Opinião
Ontem o ex-juiz federal e governador do Maranhão, Flávio Dino (PCdoB), manifestou-se sobre as escutas telefônicas contra Lula e a ex-presidente Dilma Rousseff. Veja o que ele pensa:
“O que a Lei 9296/96 diz: grampos que não têm relação com fatos investigados devem ser DESTRUÍDOS. Não revelados ao arbítrio do juiz.
O que a Constituição manda: se suposta prova se relaciona com agente público com foro no Supremo, só este Tribunal pode decidir o que fazer.
O que o juiz e a PF declaram: que no momento do grampo sequer havia ordem judicial vigente. Logo, prova ilícita, sem efeito jurídico.
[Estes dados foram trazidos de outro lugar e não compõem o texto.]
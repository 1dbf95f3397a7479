pub mod agent;
pub mod discovery;
pub mod document;
pub mod error;
pub mod expand;
pub mod frontmatter;
pub mod io;
pub mod params;
pub mod process;
pub mod remote;
pub mod selectors;
pub mod skills;
pub mod task;

pub use agent::{Agent, AgentTable};
pub use discovery::{Assembler, Options, TaskSummary};
pub use document::{ContextResult, Document};
pub use error::{CtxError, Result};
pub use params::Params;
pub use selectors::Selectors;
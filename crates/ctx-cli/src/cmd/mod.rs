pub mod list;
pub mod run;

use clap::Args;
use ctx_core::Options;
use std::path::Path;

/// Where to look beyond the working directory. Shared by `run` and `list`.
#[derive(Args, Debug, Default)]
pub struct SearchArgs {
    /// Extra search path: a directory, file:// URL, git source or http(s) URL (repeatable)
    #[arg(short = 'd', long = "search-path", value_name = "PATH")]
    pub search_paths: Vec<String>,

    /// File or URL listing more search paths, one per line
    #[arg(short = 'm', long = "manifest", value_name = "URL")]
    pub manifest: Option<String>,
}

impl SearchArgs {
    pub fn options(&self, dir: &Path) -> Options {
        Options {
            work_dir: dir.to_path_buf(),
            home_dir: home::home_dir(),
            search_paths: self.search_paths.clone(),
            manifest_url: self.manifest.clone(),
            ..Options::default()
        }
    }
}
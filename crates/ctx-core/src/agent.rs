use crate::error::{CtxError, Result};
use serde::Serialize;
use std::collections::BTreeMap;
use std::fmt;
use std::path::{Path, PathBuf};
use std::str::FromStr;

// ---------------------------------------------------------------------------
// Agents
// ---------------------------------------------------------------------------

#[derive(Debug, Clone, Copy, PartialEq, Eq, Hash, PartialOrd, Ord, Serialize)]
#[serde(rename_all = "lowercase")]
pub enum Agent {
    Cursor,
    OpenCode,
    Copilot,
    Claude,
    Gemini,
    Augment,
    Windsurf,
    Codex,
}

impl Agent {
    pub const ALL: [Agent; 8] = [
        Agent::Cursor,
        Agent::OpenCode,
        Agent::Copilot,
        Agent::Claude,
        Agent::Gemini,
        Agent::Augment,
        Agent::Windsurf,
        Agent::Codex,
    ];

    pub fn as_str(self) -> &'static str {
        match self {
            Agent::Cursor => "cursor",
            Agent::OpenCode => "opencode",
            Agent::Copilot => "copilot",
            Agent::Claude => "claude",
            Agent::Gemini => "gemini",
            Agent::Augment => "augment",
            Agent::Windsurf => "windsurf",
            Agent::Codex => "codex",
        }
    }
}

impl fmt::Display for Agent {
    fn fmt(&self, f: &mut fmt::Formatter<'_>) -> fmt::Result {
        f.write_str(self.as_str())
    }
}

impl FromStr for Agent {
    type Err = CtxError;

    fn from_str(s: &str) -> Result<Self> {
        let wanted = s.trim().to_ascii_lowercase();
        Agent::ALL
            .into_iter()
            .find(|agent| agent.as_str() == wanted)
            .ok_or_else(|| CtxError::UnknownAgent {
                name: s.to_string(),
                expected: Agent::ALL.map(Agent::as_str).join(", "),
            })
    }
}

// ---------------------------------------------------------------------------
// Path table
// ---------------------------------------------------------------------------

/// Where one agent keeps its files, relative to a search root.
#[derive(Debug, Clone, Default, PartialEq, Eq)]
pub struct AgentPaths {
    pub rules: Vec<PathBuf>,
    pub commands: Vec<PathBuf>,
    pub tasks: Vec<PathBuf>,
    pub skills: Vec<PathBuf>,
    /// Path fragments identifying files this agent already reads natively.
    pub markers: Vec<String>,
}

impl AgentPaths {
    fn new(rules: &[&str], commands: &[&str], markers: &[&str]) -> Self {
        Self {
            rules: rules.iter().map(PathBuf::from).collect(),
            commands: commands.iter().map(PathBuf::from).collect(),
            markers: markers.iter().map(|m| m.to_string()).collect(),
            ..Self::default()
        }
    }
}

/// Per-agent search configuration handed to the assembler.
#[derive(Debug, Clone, PartialEq, Eq)]
pub struct AgentTable {
    pub generic: AgentPaths,
    pub agents: BTreeMap<Agent, AgentPaths>,
    /// Rule locations searched under the user's home directory.
    pub user_rules: Vec<PathBuf>,
}

impl Default for AgentTable {
    fn default() -> Self {
        let generic = AgentPaths {
            rules: vec![".agents/rules".into()],
            commands: vec![".agents/commands".into()],
            tasks: vec![".agents/tasks".into()],
            skills: vec![".agents/skills".into()],
            markers: Vec::new(),
        };

        let agents = BTreeMap::from([
            (
                Agent::Cursor,
                AgentPaths::new(
                    &[".cursor/rules", ".cursorrules"],
                    &[".cursor/commands"],
                    &[".cursor/", ".cursorrules"],
                ),
            ),
            (
                Agent::OpenCode,
                AgentPaths::new(
                    &[".opencode/agent", ".opencode/rules"],
                    &[".opencode/command"],
                    &[".opencode/"],
                ),
            ),
            (
                Agent::Copilot,
                AgentPaths::new(
                    &[".github/copilot-instructions.md", ".github/agents"],
                    &[],
                    &[".github/copilot-instructions.md", ".github/agents/"],
                ),
            ),
            (
                Agent::Claude,
                AgentPaths {
                    skills: vec![".claude/skills".into()],
                    ..AgentPaths::new(
                        &["CLAUDE.md", "CLAUDE.local.md", ".claude/rules"],
                        &[".claude/commands"],
                        &[".claude/", "CLAUDE.md", "CLAUDE.local.md"],
                    )
                },
            ),
            (
                Agent::Gemini,
                AgentPaths::new(
                    &[".gemini/styleguide.md", "GEMINI.md"],
                    &[],
                    &[".gemini/", "GEMINI.md"],
                ),
            ),
            (
                Agent::Augment,
                AgentPaths::new(
                    &[".augment/rules", ".augment/guidelines.md"],
                    &[],
                    &[".augment/"],
                ),
            ),
            (
                Agent::Windsurf,
                AgentPaths::new(
                    &[".windsurf/rules", ".windsurfrules"],
                    &[],
                    &[".windsurf/", ".windsurfrules"],
                ),
            ),
            (
                Agent::Codex,
                AgentPaths::new(&["AGENTS.md"], &[], &[".codex/", "AGENTS.md"]),
            ),
        ]);

        let user_rules = [
            ".agents/rules",
            ".claude/CLAUDE.md",
            ".codex/AGENTS.md",
            ".gemini/GEMINI.md",
            ".opencode/rules",
        ]
        .into_iter()
        .map(PathBuf::from)
        .collect();

        Self {
            generic,
            agents,
            user_rules,
        }
    }
}

/// Which slice of [`AgentPaths`] a lookup walks.
#[derive(Debug, Clone, Copy, PartialEq, Eq)]
pub enum Kind {
    Rules,
    Commands,
    Tasks,
    Skills,
}

impl AgentTable {
    /// Every location of `kind` across the generic entry and all agents, in
    /// table order, without duplicates.
    pub fn locations(&self, kind: Kind) -> Vec<&Path> {
        let mut out: Vec<&Path> = Vec::new();
        for paths in std::iter::once(&self.generic).chain(self.agents.values()) {
            let list = match kind {
                Kind::Rules => &paths.rules,
                Kind::Commands => &paths.commands,
                Kind::Tasks => &paths.tasks,
                Kind::Skills => &paths.skills,
            };
            for path in list {
                if !out.contains(&path.as_path()) {
                    out.push(path);
                }
            }
        }
        out
    }

    /// True when `relative` (a path below a search root) belongs to `agent`'s
    /// own conventions.
    pub fn is_native(&self, agent: Agent, relative: &Path) -> bool {
        let Some(paths) = self.agents.get(&agent) else {
            return false;
        };
        let normalized = relative.to_string_lossy().replace('\\', "/");
        paths
            .markers
            .iter()
            .any(|marker| normalized.contains(marker.as_str()))
    }
}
Aos que me ‘mandam’ ficar em silêncio: sou uma pessoa de princípios políticos e jurídicos. Tenho biografia e não folha corrida.
Lutamos duramente para ter Constituição e leis, o que chamamos Estado de Direito. Não podemos destruir isso por paixões e interesses.
Fui juiz federal por 12 anos. Presidi a Associação Nacional dos Juízes Federais (AJUFE). E por isso lamento atitudes recentes do juiz Moro.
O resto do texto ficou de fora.